Let’s be honest here. Most people don’t know much about investing. But as they say in law, ignorance is no excuse. Whether your financial goal is to pay for your kid’s college education or to fund your retirement, you still need to build a nest egg. And that’s not going to happen if you stick to low-interest bank savings accounts. So what’s the answer?
The best advice to novice investors is to "just say no" to picking individual stocks and bonds. Instead, you’ll get better diversification – at lower cost – by investing in mutual funds, which pool investors’ dollars and buy a large number of investments with them. Your share of a mutual fund is therefore an ownership interest in a large portfolio. It’s important to understand, however, that the liquidity, professional management and diversification benefits offered by mutual funds aren’t free.
We can divide the sometimes-hidden costs of mutual fund investing into: 1) shareholder fees you pay directly, and 2) management costs you pay indirectly out of fund assets.
Unless you’re in a "no load" fund, you’ll pay one or more of the following types of shareholder fees:
– "Front end load," a one-time commission, averaging around 5 percent, paid when you buy the shares;
– "Back-end load," charged if you sell shares back to the fund within a certain period after your purchase. These often decline with time from purchase; for example, 5 percent the first year, 4 percent the second year, etc.;
– Exchange fee for transferring your money between funds in the fund family, as in the case when you move money from a stock fund to a bond fund;
– Annual account maintenance fee charged to cover the costs of providing services to investors with small accounts.
In addition to the charges paid directly by investors, funds incur management expenses, deducted directly from the funds’ assets before earnings are distributed. These impose an indirect cost, even on no-load investors, since they reduce the annual return on investment. They may include some combination of the following:
– Annual fee charged by the fund manager.
– 12b-1 distribution fees, which compensate sales professionals for marketing and advertising fund shares. These are limited to no more than 0.25 percent for no-load funds.
– Other operational expenses, such as the cost of maintaining customer accounts, the Web site, record keeping, printing and mailing.
Total management expenses usually range from 0.5 percent to 1.25 percent per year but can be higher. The Wall Street Journal mutual fund quotations include an indicator for each type of fee, although the actual amount isn’t reported. By law, the mutual fund’s prospectus, a document explaining the fund’s investment objectives and track record, includes a standardized fee table to help you compare the costs of different funds. You can request a prospectus from your broker or access it online.

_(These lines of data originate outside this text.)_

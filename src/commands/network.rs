// src/commands/network.rs

//! # Network commands
//!
//! `network connect|connections|graph|nodes|routes|services` over a shared
//! view of the mesh topology. The routing table is filterable with the
//! `routes` flags; all other subcommands are plain views.

use std::collections::BTreeMap;
use std::sync::{Arc, Mutex, MutexGuard, PoisonError};

use crate::{
    core::{command::CommandNode, context::Context, flag::FlagSchema, parser::required_arg},
    models::Route,
};

/// The locally known mesh topology.
#[derive(Debug, Clone)]
pub struct Topology {
    pub node_id: String,
    pub address: String,
    /// Immediate connections: peer id to peer address.
    pub peers: BTreeMap<String, String>,
    pub routes: Vec<Route>,
}

impl Topology {
    pub fn with_local_node(node_id: &str, address: &str) -> Self {
        Self {
            node_id: node_id.to_string(),
            address: address.to_string(),
            peers: BTreeMap::new(),
            routes: vec![Route {
                service: node_id.to_string(),
                address: address.to_string(),
                gateway: String::new(),
                router: node_id.to_string(),
                network: "mesh".to_string(),
            }],
        }
    }
}

pub type SharedTopology = Arc<Mutex<Topology>>;

/// A topology seeded with only the local node.
pub fn topology() -> SharedTopology {
    Arc::new(Mutex::new(Topology::with_local_node(
        "mesh.node.local",
        "127.0.0.1:8085",
    )))
}

fn lock(topology: &SharedTopology) -> MutexGuard<'_, Topology> {
    topology.lock().unwrap_or_else(PoisonError::into_inner)
}

fn route_filters() -> Vec<FlagSchema> {
    vec![
        FlagSchema::string("service", "Filter by service", ""),
        FlagSchema::string("address", "Filter by address", ""),
        FlagSchema::string("gateway", "Filter by gateway", ""),
        FlagSchema::string("router", "Filter by router", ""),
        FlagSchema::string("network", "Filter by network", ""),
    ]
}

fn matches_filters(route: &Route, ctx: &Context) -> bool {
    let check = |flag: &str, field: &str| {
        let wanted = ctx.get_string(flag);
        wanted.is_empty() || wanted == field
    };
    check("service", &route.service)
        && check("address", &route.address)
        && check("gateway", &route.gateway)
        && check("router", &route.router)
        && check("network", &route.network)
}

/// The command tree this module contributes.
pub fn commands(topology: &SharedTopology) -> Vec<CommandNode> {
    let connect = {
        let topology = Arc::clone(topology);
        CommandNode::new("connect", "Connect to the network; specify a node as ip:port")
            .with_action(move |_, args| {
                let address = required_arg(args, 0, "address")?;
                let mut topo = lock(&topology);
                let peer_id = format!("mesh.node.{}", topo.peers.len() + 1);
                let router = topo.node_id.clone();
                topo.peers.insert(peer_id.clone(), address.to_string());
                topo.routes.push(Route {
                    service: peer_id.clone(),
                    address: address.to_string(),
                    gateway: address.to_string(),
                    router,
                    network: "mesh".to_string(),
                });
                Ok(format!("connected to {address} as {peer_id}").into_bytes())
            })
    };

    let connections = {
        let topology = Arc::clone(topology);
        CommandNode::new("connections", "List the immediate connections to the network")
            .with_action(move |_, _| {
                let topo = lock(&topology);
                let lines: Vec<String> = topo
                    .peers
                    .iter()
                    .map(|(id, address)| format!("{id} {address}"))
                    .collect();
                Ok(lines.join("\n").into_bytes())
            })
    };

    let graph = {
        let topology = Arc::clone(topology);
        CommandNode::new("graph", "Get the network graph").with_action(move |_, _| {
            let topo = lock(&topology);
            let mut lines = vec![format!("{} ({})", topo.node_id, topo.address)];
            for (id, address) in &topo.peers {
                lines.push(format!("  |- {id} ({address})"));
            }
            Ok(lines.join("\n").into_bytes())
        })
    };

    let nodes = {
        let topology = Arc::clone(topology);
        CommandNode::new("nodes", "List nodes in the network").with_action(move |_, _| {
            let topo = lock(&topology);
            let mut lines = vec![format!("{} {}", topo.node_id, topo.address)];
            lines.extend(
                topo.peers
                    .iter()
                    .map(|(id, address)| format!("{id} {address}")),
            );
            Ok(lines.join("\n").into_bytes())
        })
    };

    let routes = {
        let topology = Arc::clone(topology);
        CommandNode::new("routes", "List network routes")
            .with_flags(route_filters())
            .with_action(move |ctx, _| {
                let topo = lock(&topology);
                let lines: Vec<String> = topo
                    .routes
                    .iter()
                    .filter(|route| matches_filters(route, ctx))
                    .map(|route| {
                        format!(
                            "{} {} {} {} {}",
                            route.service, route.address, route.gateway, route.router,
                            route.network
                        )
                    })
                    .collect();
                Ok(lines.join("\n").into_bytes())
            })
    };

    let services = {
        let topology = Arc::clone(topology);
        CommandNode::new("services", "Get the network services").with_action(move |_, _| {
            let topo = lock(&topology);
            let mut names: Vec<&str> =
                topo.routes.iter().map(|route| route.service.as_str()).collect();
            names.sort_unstable();
            names.dedup();
            Ok(names.join("\n").into_bytes())
        })
    };

    vec![
        CommandNode::new("network", "Inspect and join the service mesh network")
            .with_subcommands(vec![connect, connections, graph, nodes, routes, services]),
    ]
}

#[cfg(test)]
mod tests {
    use super::*;
    use anyhow::Result;
    use crate::{
        cli::{alias::AliasTable, dispatcher::Dispatcher},
        core::registry::Registry,
    };

    fn wired() -> (SharedTopology, Registry) {
        let topology = topology();
        let mut registry = Registry::new();
        registry.register(commands(&topology)).unwrap();
        (topology, registry)
    }

    fn dispatch(registry: &Registry, line: &str) -> Result<String> {
        let aliases = AliasTable::standard();
        let tokens = shlex::split(line).unwrap();
        let payload = Dispatcher::new(registry, &aliases)
            .dispatch_tokens(&tokens)
            .map_err(anyhow::Error::from)?;
        Ok(String::from_utf8(payload)?)
    }

    #[test]
    fn test_nodes_always_includes_the_local_node() {
        let (_topology, registry) = wired();
        let listing = dispatch(&registry, "network nodes").unwrap();
        assert!(listing.contains("mesh.node.local 127.0.0.1:8085"));
    }

    #[test]
    fn test_connect_adds_a_connection_and_a_route() {
        let (_topology, registry) = wired();
        dispatch(&registry, "network connect 10.0.0.9:8085").unwrap();

        let connections = dispatch(&registry, "network connections").unwrap();
        assert!(connections.contains("10.0.0.9:8085"));

        let routes = dispatch(&registry, "network routes").unwrap();
        assert!(routes.contains("10.0.0.9:8085"));
    }

    #[test]
    fn test_connect_without_address_reports_missing_argument() {
        let (_topology, registry) = wired();
        let err = dispatch(&registry, "network connect").unwrap_err();
        assert!(err.to_string().contains("missing required argument <address>"));
    }

    #[test]
    fn test_connect_routes_the_peer_through_the_local_node() {
        let (_topology, registry) = wired();
        dispatch(&registry, "network connect 10.0.0.9:8085").unwrap();

        let routed = dispatch(&registry, "network routes --router=mesh.node.local").unwrap();
        assert!(routed.contains("10.0.0.9:8085"));
    }

    #[test]
    fn test_routes_filters_by_service() {
        let (_topology, registry) = wired();
        dispatch(&registry, "network connect 10.0.0.9:8085").unwrap();

        let filtered = dispatch(&registry, "network routes --service=mesh.node.local").unwrap();
        assert!(filtered.contains("mesh.node.local"));
        assert!(!filtered.contains("10.0.0.9:8085"));
    }

    #[test]
    fn test_routes_filter_with_no_match_is_empty() {
        let (_topology, registry) = wired();
        let filtered = dispatch(&registry, "network routes --service=absent").unwrap();
        assert!(filtered.is_empty());
    }
}
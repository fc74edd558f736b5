// src/core/command.rs

use std::fmt;

use anyhow::Result;

use crate::core::{context::Context, error::RegistryError, flag::FlagSchema};

/// The work attached to a leaf of the command tree.
///
/// Actions are opaque to the dispatch core: they receive the resolved flag
/// bindings and the leftover positional tokens, and either produce a payload
/// for the operator or fail. The core never interprets the payload.
pub type Action = Box<dyn Fn(&Context, &[String]) -> Result<Vec<u8>> + Send + Sync>;

/// A named, described unit of work, composed recursively into a command tree.
///
/// Nodes are built once at module-init time and are immutable afterwards;
/// the registry replaces whole top-level entries, never merges them.
pub struct CommandNode {
    pub name: String,
    pub usage: String,
    pub flags: Vec<FlagSchema>,
    pub subcommands: Vec<CommandNode>,
    pub action: Option<Action>,
}

impl CommandNode {
    pub fn new(name: &str, usage: &str) -> Self {
        Self {
            name: name.to_string(),
            usage: usage.to_string(),
            flags: Vec::new(),
            subcommands: Vec::new(),
            action: None,
        }
    }

    pub fn with_flags(mut self, flags: Vec<FlagSchema>) -> Self {
        self.flags = flags;
        self
    }

    pub fn with_subcommands(mut self, subcommands: Vec<Self>) -> Self {
        self.subcommands = subcommands;
        self
    }

    pub fn with_action<F>(mut self, action: F) -> Self
    where
        F: Fn(&Context, &[String]) -> Result<Vec<u8>> + Send + Sync + 'static,
    {
        self.action = Some(Box::new(action));
        self
    }

    /// Finds a direct child by exact name match.
    pub fn subcommand(&self, name: &str) -> Option<&Self> {
        self.subcommands.iter().find(|sub| sub.name == name)
    }

    /// Validates this node and its whole subtree for registration.
    ///
    /// Checks non-empty names and per-node flag-name uniqueness. Flag names
    /// are deliberately not checked across parent/child nodes: a child's
    /// binding shadows its parent's at lookup time.
    pub(crate) fn validate(&self) -> Result<(), RegistryError> {
        if self.name.is_empty() {
            return Err(RegistryError::InvalidRegistration(
                "command node has an empty name".to_string(),
            ));
        }
        for (i, flag) in self.flags.iter().enumerate() {
            if flag.name.is_empty() {
                return Err(RegistryError::InvalidRegistration(format!(
                    "command '{}' declares a flag with an empty name",
                    self.name
                )));
            }
            if self.flags[..i].iter().any(|f| f.name == flag.name) {
                return Err(RegistryError::InvalidRegistration(format!(
                    "command '{}' declares flag '--{}' more than once",
                    self.name, flag.name
                )));
            }
        }
        for sub in &self.subcommands {
            sub.validate()?;
        }
        Ok(())
    }
}

impl fmt::Debug for CommandNode {
    fn fmt(&self, f: &mut fmt::Formatter<'_>) -> fmt::Result {
        f.debug_struct("CommandNode")
            .field("name", &self.name)
            .field("usage", &self.usage)
            .field("flags", &self.flags)
            .field("subcommands", &self.subcommands)
            .field("action", &self.action.as_ref().map(|_| "<fn>"))
            .finish()
    }
}

#[cfg(test)]
mod tests {
    use super::*;
    use crate::core::flag::FlagSchema;

    #[test]
    fn test_subcommand_is_exact_match() {
        let node = CommandNode::new("list", "List things").with_subcommands(vec![
            CommandNode::new("nodes", "List nodes"),
            CommandNode::new("routes", "List routes"),
        ]);

        assert!(node.subcommand("nodes").is_some());
        assert!(node.subcommand("node").is_none());
        assert!(node.subcommand("NODES").is_none());
    }

    #[test]
    fn test_validate_rejects_duplicate_flags_within_a_node() {
        let node = CommandNode::new("call", "Call a service").with_flags(vec![
            FlagSchema::string("address", "Target address", ""),
            FlagSchema::string("address", "Duplicate", ""),
        ]);

        assert!(node.validate().is_err());
    }

    #[test]
    fn test_validate_allows_parent_and_child_sharing_a_flag_name() {
        let node = CommandNode::new("store", "Store operations")
            .with_flags(vec![FlagSchema::string("database", "Database", "micro")])
            .with_subcommands(vec![CommandNode::new("read", "Read a record")
                .with_flags(vec![FlagSchema::string("database", "Database", "micro")])]);

        assert!(node.validate().is_ok());
    }

    #[test]
    fn test_validate_recurses_into_subtree() {
        let node = CommandNode::new("network", "Network operations")
            .with_subcommands(vec![CommandNode::new("", "Nameless")]);

        assert!(node.validate().is_err());
    }
}
// src/constants.rs

/// The prompt printed before each interactive read.
pub const PROMPT: &str = "mesh> ";

/// The top-level token that drops the process into interactive mode.
pub const INTERACTIVE_COMMAND: &str = "cli";

/// The name of the directory containing meshctl configuration
/// (in ~/.config/).
pub const CONFIG_DIR: &str = "meshctl";

/// The file holding named CLI environments (inside the config directory).
pub const ENVIRONMENTS_FILENAME: &str = "environments.json";

/// The database a store command targets when neither a flag nor the
/// environment says otherwise.
pub const DEFAULT_DATABASE: &str = "micro";

/// The table a store command targets by default.
pub const DEFAULT_TABLE: &str = "store";
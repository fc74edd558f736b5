// src/core/flag.rs

/// The typed shape of a flag, carrying its static default value.
///
/// The static default is the weakest binding source: it is overridden by the
/// first set environment variable in the schema's `env_vars` list, which in
/// turn is overridden by an explicit token on the dispatched line.
#[derive(Debug, Clone, PartialEq)]
pub enum FlagKind {
    Str { default: String },
    Bool { default: bool },
    Uint { default: u64 },
    List { default: Vec<String> },
}

/// A resolved flag value, as bound into a `Context`.
#[derive(Debug, Clone, PartialEq)]
pub enum FlagValue {
    Str(String),
    Bool(bool),
    Uint(u64),
    List(Vec<String>),
}

/// Declarative description of one named option.
///
/// Schemas are plain data: all binding logic (environment resolution, token
/// parsing) lives in `core::parser`, which is rebuilt from these schemas for
/// every dispatched invocation.
#[derive(Debug, Clone)]
pub struct FlagSchema {
    /// Flag name, unique within its owning command node.
    pub name: String,
    /// Human-readable description, used only for display.
    pub usage: String,
    pub kind: FlagKind,
    /// Environment variables that may supply a default; first one set wins.
    pub env_vars: Vec<String>,
}

impl FlagSchema {
    /// A string flag with a static default.
    pub fn string(name: &str, usage: &str, default: &str) -> Self {
        Self {
            name: name.to_string(),
            usage: usage.to_string(),
            kind: FlagKind::Str {
                default: default.to_string(),
            },
            env_vars: Vec::new(),
        }
    }

    /// A boolean flag. Present-without-value means `true`.
    pub fn boolean(name: &str, usage: &str, default: bool) -> Self {
        Self {
            name: name.to_string(),
            usage: usage.to_string(),
            kind: FlagKind::Bool { default },
            env_vars: Vec::new(),
        }
    }

    /// An unsigned-integer flag.
    pub fn uint(name: &str, usage: &str, default: u64) -> Self {
        Self {
            name: name.to_string(),
            usage: usage.to_string(),
            kind: FlagKind::Uint { default },
            env_vars: Vec::new(),
        }
    }

    /// A string-list flag. Repeated occurrences accumulate in input order.
    pub fn list(name: &str, usage: &str) -> Self {
        Self {
            name: name.to_string(),
            usage: usage.to_string(),
            kind: FlagKind::List {
                default: Vec::new(),
            },
            env_vars: Vec::new(),
        }
    }

    /// Adds an environment variable as a default source. Chainable; sources
    /// are consulted in the order they were added.
    pub fn env(mut self, var: &str) -> Self {
        self.env_vars.push(var.to_string());
        self
    }

    /// The static default, as a bound value.
    pub fn static_default(&self) -> FlagValue {
        match &self.kind {
            FlagKind::Str { default } => FlagValue::Str(default.clone()),
            FlagKind::Bool { default } => FlagValue::Bool(*default),
            FlagKind::Uint { default } => FlagValue::Uint(*default),
            FlagKind::List { default } => FlagValue::List(default.clone()),
        }
    }
}
// src/commands/mod.rs

//! Contributed command trees.
//!
//! Each module here is an independent contributor: it exposes a
//! `commands(...)` function returning the top-level [`CommandNode`] values
//! it wants routed, and the core consumes them via `Registry::register`
//! without interpreting their contents. Backends are handed in as shared
//! state captured by the action closures.
//!
//! [`CommandNode`]: crate::core::command::CommandNode

pub mod env;
pub mod help;
pub mod network;
pub mod registry;
pub mod rpc;
pub mod runtime;
pub mod store;
// src/core/context.rs

use std::collections::HashMap;

use crate::core::flag::FlagValue;

/// The resolved-flag binding environment handed to an action.
///
/// A context owns its parent link, forming an immutable chain from the final
/// matched node back up through the subcommand path. Lookups walk the chain
/// innermost-first, so a child's binding shadows a parent's binding of the
/// same name.
#[derive(Debug, Clone, Default)]
pub struct Context {
    values: HashMap<String, FlagValue>,
    parent: Option<Box<Context>>,
}

impl Context {
    pub fn new(values: HashMap<String, FlagValue>, parent: Option<Box<Self>>) -> Self {
        Self { values, parent }
    }

    /// Looks up a bound value, walking the parent chain innermost-first.
    pub fn get(&self, name: &str) -> Option<&FlagValue> {
        match self.values.get(name) {
            Some(value) => Some(value),
            None => self.parent.as_deref().and_then(|p| p.get(name)),
        }
    }

    /// The bound string value, or an empty string if the flag is unknown.
    pub fn get_string(&self, name: &str) -> String {
        match self.get(name) {
            Some(FlagValue::Str(s)) => s.clone(),
            _ => String::new(),
        }
    }

    /// The bound boolean value, or `false` if the flag is unknown.
    pub fn get_bool(&self, name: &str) -> bool {
        matches!(self.get(name), Some(FlagValue::Bool(true)))
    }

    /// The bound unsigned-integer value, or `0` if the flag is unknown.
    pub fn get_uint(&self, name: &str) -> u64 {
        match self.get(name) {
            Some(FlagValue::Uint(n)) => *n,
            _ => 0,
        }
    }

    /// The bound string-list value, or an empty list if the flag is unknown.
    pub fn get_list(&self, name: &str) -> Vec<String> {
        match self.get(name) {
            Some(FlagValue::List(items)) => items.clone(),
            _ => Vec::new(),
        }
    }
}

#[cfg(test)]
mod tests {
    use super::*;

    fn bindings(pairs: &[(&str, FlagValue)]) -> HashMap<String, FlagValue> {
        pairs
            .iter()
            .map(|(name, value)| (name.to_string(), value.clone()))
            .collect()
    }

    #[test]
    fn test_lookup_walks_parent_chain() {
        let parent = Context::new(
            bindings(&[("address", FlagValue::Str("10.0.0.1:8085".into()))]),
            None,
        );
        let child = Context::new(
            bindings(&[("output", FlagValue::Str("json".into()))]),
            Some(Box::new(parent)),
        );

        assert_eq!(child.get_string("output"), "json");
        assert_eq!(child.get_string("address"), "10.0.0.1:8085");
    }

    #[test]
    fn test_innermost_binding_shadows_parent() {
        let parent = Context::new(
            bindings(&[("database", FlagValue::Str("micro".into()))]),
            None,
        );
        let child = Context::new(
            bindings(&[("database", FlagValue::Str("test".into()))]),
            Some(Box::new(parent)),
        );

        assert_eq!(child.get_string("database"), "test");
    }

    #[test]
    fn test_typed_getters_default_on_absence() {
        let ctx = Context::default();
        assert_eq!(ctx.get_string("missing"), "");
        assert!(!ctx.get_bool("missing"));
        assert_eq!(ctx.get_uint("missing"), 0);
        assert!(ctx.get_list("missing").is_empty());
    }
}
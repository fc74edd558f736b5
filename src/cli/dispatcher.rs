// src/cli/dispatcher.rs

use crate::{
    cli::alias::AliasTable,
    core::{
        context::Context,
        error::{DispatchError, ParseError},
        parser::FlagParser,
        registry::Registry,
    },
};

/// The outcome of dispatching one line of operator input.
#[derive(Debug)]
pub enum Dispatch {
    /// The line was empty or whitespace-only; nothing was looked up or run.
    Skipped,
    /// The matched action ran and produced this payload.
    Completed(Vec<u8>),
}

/// Resolves, parses and executes operator input against the command registry.
///
/// The dispatcher holds no state between calls: every dispatched line
/// re-walks the tree and rebuilds flag parsers, trading a small constant
/// cost for correctness under environment-sourced defaults.
pub struct Dispatcher<'a> {
    registry: &'a Registry,
    aliases: &'a AliasTable,
}

impl<'a> Dispatcher<'a> {
    pub fn new(registry: &'a Registry, aliases: &'a AliasTable) -> Self {
        Self { registry, aliases }
    }

    /// Dispatches one raw line of text.
    ///
    /// Lines are trimmed and split with shell-style quoting; an empty result
    /// is a no-op, not an error.
    pub fn dispatch_line(&self, line: &str) -> Result<Dispatch, DispatchError> {
        let line = line.trim();
        if line.is_empty() {
            return Ok(Dispatch::Skipped);
        }
        let tokens = shlex::split(line).ok_or(ParseError::UnterminatedQuote)?;
        if tokens.is_empty() {
            return Ok(Dispatch::Skipped);
        }
        self.dispatch_tokens(&tokens).map(Dispatch::Completed)
    }

    /// Dispatches an already-tokenized command: alias-resolves the leading
    /// token, walks the matched tree's subcommands greedily, binds flags for
    /// the path into a chained context, and invokes the final node's action.
    pub fn dispatch_tokens(&self, tokens: &[String]) -> Result<Vec<u8>, DispatchError> {
        let Some((first, rest)) = tokens.split_first() else {
            return Err(DispatchError::UnknownCommand(String::new()));
        };

        let name = self.aliases.resolve(first);
        log::debug!("dispatching '{}' with {} token(s)", name, rest.len());

        let mut node = self
            .registry
            .lookup(name)
            .ok_or_else(|| DispatchError::UnknownCommand(name.to_string()))?;

        // Greedy subcommand walk: descend while the next unconsumed token
        // exactly matches a child name. Intermediate nodes contribute their
        // environment/default-resolved flag bindings to the context chain;
        // explicit flag tokens always bind to the final node, since the
        // grammar requires them to follow the exhausted subcommand path.
        let mut consumed = 0;
        let mut parent: Option<Box<Context>> = None;
        while let Some(token) = rest.get(consumed) {
            let Some(child) = node.subcommand(token) else {
                break;
            };
            let bindings = FlagParser::build(&node.flags).parse(&[])?;
            parent = Some(Box::new(Context::new(bindings.values, parent)));
            node = child;
            consumed += 1;
        }

        let trailing = rest.get(consumed..).unwrap_or_default();
        let parsed = FlagParser::build(&node.flags).parse(trailing)?;
        let context = Context::new(parsed.values, parent);

        let Some(action) = node.action.as_ref() else {
            return Err(DispatchError::NotExecutable(node.name.clone()));
        };
        action(&context, &parsed.positionals).map_err(DispatchError::Action)
    }
}

#[cfg(test)]
mod tests {
    use super::*;
    use crate::core::{command::CommandNode, flag::FlagSchema};
    use anyhow::anyhow;

    /// A registry mirroring the store module's shape: `store read` with a
    /// defaulted `--database` flag and one positional key.
    fn store_registry() -> Registry {
        let read = CommandNode::new("read", "Read a record")
            .with_flags(vec![FlagSchema::string(
                "database",
                "Database for the command",
                "micro",
            )])
            .with_action(|ctx, args| {
                let key = args.first().map(String::as_str).unwrap_or("<none>");
                Ok(format!("{}/{}", ctx.get_string("database"), key).into_bytes())
            });
        let store = CommandNode::new("store", "Store operations").with_subcommands(vec![read]);

        let mut registry = Registry::new();
        registry.register(vec![store]).unwrap();
        registry
    }

    fn dispatch(registry: &Registry, line: &str) -> Result<Dispatch, DispatchError> {
        let aliases = AliasTable::standard();
        Dispatcher::new(registry, &aliases).dispatch_line(line)
    }

    fn payload_of(outcome: Dispatch) -> Vec<u8> {
        match outcome {
            Dispatch::Completed(payload) => payload,
            Dispatch::Skipped => panic!("expected a completed dispatch"),
        }
    }

    #[test]
    fn test_empty_and_whitespace_lines_are_noops() {
        let registry = store_registry();
        assert!(matches!(dispatch(&registry, "").unwrap(), Dispatch::Skipped));
        assert!(matches!(
            dispatch(&registry, "   \t  ").unwrap(),
            Dispatch::Skipped
        ));
    }

    #[test]
    fn test_unknown_command_is_reported() {
        let registry = store_registry();
        let err = dispatch(&registry, "frobnicate now").unwrap_err();
        assert!(matches!(err, DispatchError::UnknownCommand(ref name) if name == "frobnicate"));
    }

    #[test]
    fn test_subcommand_route_with_explicit_flag_and_positional() {
        let registry = store_registry();
        let payload = payload_of(dispatch(&registry, "store read --database=test mykey").unwrap());
        assert_eq!(payload, b"test/mykey");
    }

    #[test]
    fn test_subcommand_route_falls_back_to_static_default() {
        let registry = store_registry();
        let payload = payload_of(dispatch(&registry, "store read mykey").unwrap());
        assert_eq!(payload, b"micro/mykey");
    }

    #[test]
    fn test_parent_node_without_action_is_not_executable() {
        let registry = store_registry();
        let err = dispatch(&registry, "store").unwrap_err();
        assert!(matches!(err, DispatchError::NotExecutable(ref name) if name == "store"));
    }

    #[test]
    fn test_alias_dispatch_matches_canonical_dispatch() {
        let mut registry = Registry::new();
        registry
            .register(vec![CommandNode::new("list", "List services")
                .with_action(|_, _| Ok(b"svc.a\nsvc.b".to_vec()))])
            .unwrap();

        let via_alias = payload_of(dispatch(&registry, "ls").unwrap());
        let via_name = payload_of(dispatch(&registry, "list").unwrap());
        assert_eq!(via_alias, via_name);
    }

    #[test]
    fn test_subcommand_tokens_are_not_alias_resolved() {
        // "ls" aliases "list" at the top level only; as a subcommand token
        // it must be matched literally (and here, miss).
        let store = CommandNode::new("store", "Store operations").with_subcommands(vec![
            CommandNode::new("list", "List keys")
                .with_action(|_, args| Ok(format!("listed {}", args.join(" ")).into_bytes())),
        ]);
        let mut registry = Registry::new();
        registry.register(vec![store]).unwrap();

        let err = dispatch(&registry, "store ls").unwrap_err();
        assert!(matches!(err, DispatchError::NotExecutable(_)));
    }

    #[test]
    fn test_parent_flags_remain_visible_to_child_action() {
        let get = CommandNode::new("get", "Get one environment")
            .with_action(|ctx, _| Ok(ctx.get_string("profile").into_bytes()));
        let env = CommandNode::new("env", "Environments")
            .with_flags(vec![FlagSchema::string(
                "profile",
                "Profile name",
                "default-profile",
            )])
            .with_subcommands(vec![get]);
        let mut registry = Registry::new();
        registry.register(vec![env]).unwrap();

        let payload = payload_of(dispatch(&registry, "env get").unwrap());
        assert_eq!(payload, b"default-profile");
    }

    #[test]
    fn test_quoted_tokens_stay_whole() {
        let echo = CommandNode::new("echo", "Echo arguments")
            .with_action(|_, args| Ok(args.join("|").into_bytes()));
        let mut registry = Registry::new();
        registry.register(vec![echo]).unwrap();

        let payload = payload_of(dispatch(&registry, "echo 'hello world' second").unwrap());
        assert_eq!(payload, b"hello world|second");
    }

    #[test]
    fn test_unterminated_quote_is_a_parse_error() {
        let registry = store_registry();
        let err = dispatch(&registry, "store read 'mykey").unwrap_err();
        assert!(matches!(
            err,
            DispatchError::Parse(ParseError::UnterminatedQuote)
        ));
    }

    #[test]
    fn test_action_failure_surfaces_as_action_error() {
        let boom =
            CommandNode::new("boom", "Always fails").with_action(|_, _| Err(anyhow!("went wrong")));
        let mut registry = Registry::new();
        registry.register(vec![boom]).unwrap();

        let err = dispatch(&registry, "boom").unwrap_err();
        assert!(matches!(err, DispatchError::Action(_)));
        assert_eq!(err.to_string(), "went wrong");
    }

    #[test]
    fn test_last_registered_module_wins_dispatch() {
        // Two modules both contribute a top-level "list"; routing must
        // resolve against whichever registered last.
        let mut registry = Registry::new();
        registry
            .register(vec![CommandNode::new("list", "List services")
                .with_action(|_, _| Ok(b"services".to_vec()))])
            .unwrap();
        registry
            .register(vec![
                CommandNode::new("list", "List network items").with_subcommands(vec![
                    CommandNode::new("nodes", "List nodes")
                        .with_action(|_, _| Ok(b"nodes".to_vec())),
                ]),
            ])
            .unwrap();

        let payload = payload_of(dispatch(&registry, "list nodes").unwrap());
        assert_eq!(payload, b"nodes");
    }
}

Front-end loads reduce the amount of your investment. For example, $1,000 with a 5 percent front-end load gets you only $950 of shares. So if you earn $50 in dividends on the fund, you’ll only be back to the $1,000 you started with. If you’re a buy-and-hold investor, one-time loads aren’t as important as the annual management fees. Over a 10- or 20-year holding period, a one-time 5 percent commission is relatively insignificant. If you don’t sell, you’ll never pay a back-end load.
Although a no-load fund might sound like the way to go, it will likely provide you less in the way of investment tools and financial advice and may charge higher management fees. You’ll obviously need to assess your objectives and time horizon, and then do your homework, before making this important decision. But don’t wait too long. The sooner you invest, the sooner you can start to build that next egg for the future.